Right now, it seems to be a three-man race for the left guard job. During the Bills’ three-day OTA earlier this week, the Bills sent out a different guard with the first-team offensive line each day. Sam Young started Monday, Chris Scott was on the first team Tuesday and Colin Brown got first-team work Wednesday, according to BuffaloBills.com.
For my money, Brown is probably the favorite at this moment. A right tackle at Missouri, Brown was moved inside after being drafted by the Chiefs in 2009. He was signed by the Bills to be a backup center, but saw action at right guard as well in 2011 when Kraig Urbik was moved to center following an Eric Wood injury.
A former basketball player, Brown is rather athletic for his 6’7”, 326-pound frame. He sometimes plays too high, but that tends to be less apparent when he plays “in the phone booth” and not out of the edge by himself. He offers some versatility for the Bills to keep in a reserve role since he’s played every position on the line other than left tackle, but his physicality and athleticism might make him the best fit in Marrone’s up-tempo offense.
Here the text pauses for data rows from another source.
use crate::days_of_week::DaysOfWeek;
use crate::week::Week;
use chrono::NaiveDate;
use serde::{Deserialize, Serialize};

/// A contiguous, inclusive span of days during which school is suspended.
#[derive(Debug, Clone, PartialEq, Eq, Serialize, Deserialize)]
pub struct SchoolBreak {
    pub start_date: NaiveDate,
    pub end_date: NaiveDate,
    #[serde(default, skip_serializing_if = "Option::is_none")]
    pub description: Option<String>,
}

/// Where a date falls inside a break.
#[derive(Debug, Clone, Copy, PartialEq, Eq, Serialize, Deserialize)]
#[serde(rename_all = "snake_case")]
pub enum BreakDateKind {
    SingleDay,
    Start,
    Middle,
    End,
}

impl SchoolBreak {
    pub fn new(start_date: NaiveDate, end_date: NaiveDate) -> Self {
        Self {
            start_date,
            end_date,
            description: None,
        }
    }

    pub fn with_description(mut self, description: impl Into<String>) -> Self {
        self.description = Some(description.into());
        self
    }

    pub fn contains(&self, date: NaiveDate) -> bool {
        self.start_date <= date && date <= self.end_date
    }

    pub fn date_kind(&self, date: NaiveDate) -> BreakDateKind {
        if self.start_date == self.end_date {
            BreakDateKind::SingleDay
        } else if date == self.start_date {
            BreakDateKind::Start
        } else if date == self.end_date {
            BreakDateKind::End
        } else {
            BreakDateKind::Middle
        }
    }
}

/// A running day inside a week, flagged when a break covers it.
#[derive(Debug, Clone, PartialEq, Eq, Serialize, Deserialize)]
pub struct WeekDate {
    pub date: NaiveDate,
    pub is_break: bool,
    #[serde(default, skip_serializing_if = "Option::is_none")]
    pub date_kind: Option<BreakDateKind>,
}

/// A date-bounded schedule (school year or course) with its weekly
/// pattern and breaks. Answers whether a calendar date is a school day.
///
/// Bad data (start after end, breaks outside the range, no running days)
/// never panics or loops; day stepping is bounded by the range.
#[derive(Debug, Clone, PartialEq, Eq, Serialize, Deserialize)]
pub struct Session {
    pub start_date: NaiveDate,
    pub end_date: NaiveDate,
    pub days_of_week: DaysOfWeek,
    #[serde(default)]
    pub breaks: Vec<SchoolBreak>,
}

impl Session {
    pub fn new(start_date: NaiveDate, end_date: NaiveDate, days_of_week: DaysOfWeek) -> Self {
        Self {
            start_date,
            end_date,
            days_of_week,
            breaks: Vec::new(),
        }
    }

    pub fn with_breaks<I>(mut self, breaks: I) -> Self
    where
        I: IntoIterator<Item = SchoolBreak>,
    {
        self.breaks.extend(breaks);
        self
    }

    /// Same dates and breaks, different weekly pattern.
    pub fn with_days_of_week(&self, days_of_week: DaysOfWeek) -> Self {
        Self {
            days_of_week,
            ..self.clone()
        }
    }

    pub fn contains(&self, date: NaiveDate) -> bool {
        self.start_date <= date && date <= self.end_date
    }

    pub fn is_break(&self, date: NaiveDate) -> bool {
        self.break_covering(date).is_some()
    }

    pub fn break_covering(&self, date: NaiveDate) -> Option<&SchoolBreak> {
        self.breaks.iter().find(|school_break| school_break.contains(date))
    }

    /// Position of `date` within the break covering it, if any.
    pub fn break_date_kind(&self, date: NaiveDate) -> Option<BreakDateKind> {
        self.break_covering(date)
            .map(|school_break| school_break.date_kind(date))
    }

    pub fn runs_on(&self, date: NaiveDate) -> bool {
        self.days_of_week.runs_on(date)
    }

    pub fn is_school_day(&self, date: NaiveDate) -> bool {
        self.contains(date) && self.runs_on(date) && !self.is_break(date)
    }

    /// Next school day strictly after `date`.
    ///
    /// When the range runs out, the first running day past `end_date` is
    /// returned, so callers can tell exhaustion apart with
    /// [`Session::is_school_day`]. With no running days `date` comes back.
    pub fn next_school_day_after(&self, date: NaiveDate) -> NaiveDate {
        let limit = (self.end_date - date).num_days().max(0) + 7;
        let mut current = date;
        for _ in 0..limit {
            let candidate = self.days_of_week.next_running_day_after(current);
            if candidate == current {
                tracing::debug!(%date, "no running days; school day search stays put");
                return date;
            }
            current = candidate;
            if current > self.end_date || self.is_school_day(current) {
                return current;
            }
        }
        date
    }

    /// Latest school day strictly before `date`. Mirrors
    /// [`Session::next_school_day_after`], bounded by `start_date`.
    pub fn previous_school_day_before(&self, date: NaiveDate) -> NaiveDate {
        let limit = (date - self.start_date).num_days().max(0) + 7;
        let mut current = date;
        for _ in 0..limit {
            let candidate = self.days_of_week.previous_running_day_before(current);
            if candidate == current {
                tracing::debug!(%date, "no running days; school day search stays put");
                return date;
            }
            current = candidate;
            if current < self.start_date || self.is_school_day(current) {
                return current;
            }
        }
        date
    }

    /// `date` when it is a school day, otherwise the next one.
    pub fn first_school_day_on_or_after(&self, date: NaiveDate) -> NaiveDate {
        if self.is_school_day(date) {
            date
        } else {
            self.next_school_day_after(date)
        }
    }

    /// School days in `[start, end]`, clipped to the session range.
    pub fn school_dates_between(&self, start: NaiveDate, end: NaiveDate) -> Vec<NaiveDate> {
        let start = start.max(self.start_date);
        let end = end.min(self.end_date);
        let mut days = Vec::new();
        let mut current = start;

        while current <= end {
            if self.is_school_day(current) {
                days.push(current);
            }
            match current.succ_opt() {
                Some(next) => current = next,
                None => break,
            }
        }
        days
    }

    pub fn school_days_between(&self, start: NaiveDate, end: NaiveDate) -> usize {
        self.school_dates_between(start, end).len()
    }

    /// The running days of `week`, each marked when a break covers it.
    pub fn week_dates(&self, week: &Week) -> Vec<WeekDate> {
        self.days_of_week
            .running_dates_within(week.first_day(), week.last_day())
            .into_iter()
            .map(|date| {
                let date_kind = self.break_date_kind(date);
                WeekDate {
                    date,
                    is_break: date_kind.is_some(),
                    date_kind,
                }
            })
            .collect()
    }

    /// Last school day in `week`, if any.
    pub fn last_school_day_in(&self, week: &Week) -> Option<NaiveDate> {
        week.dates()
            .into_iter()
            .rev()
            .find(|date| self.is_school_day(*date))
    }
}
He certainly is the best suited among the top contenders for a quick-paced offense, especially since Missouri ran one during his time there as well.
The other name in the presumed two-man race coming into OTA’s was Sam Young. Another former right tackle, Young was penciled to move inside to guard when he was drafted by the Cowboys in 2010. However, after being claimed by the Bills off waivers in 2011, Young has seen most of his time as a reserve right tackle.
At 6’8” and 316 pounds, Young lacks Brown’s natural athleticism. He’s not a bad athlete, but his feet are a bit slow and he was frequently beaten off the line as a tackle.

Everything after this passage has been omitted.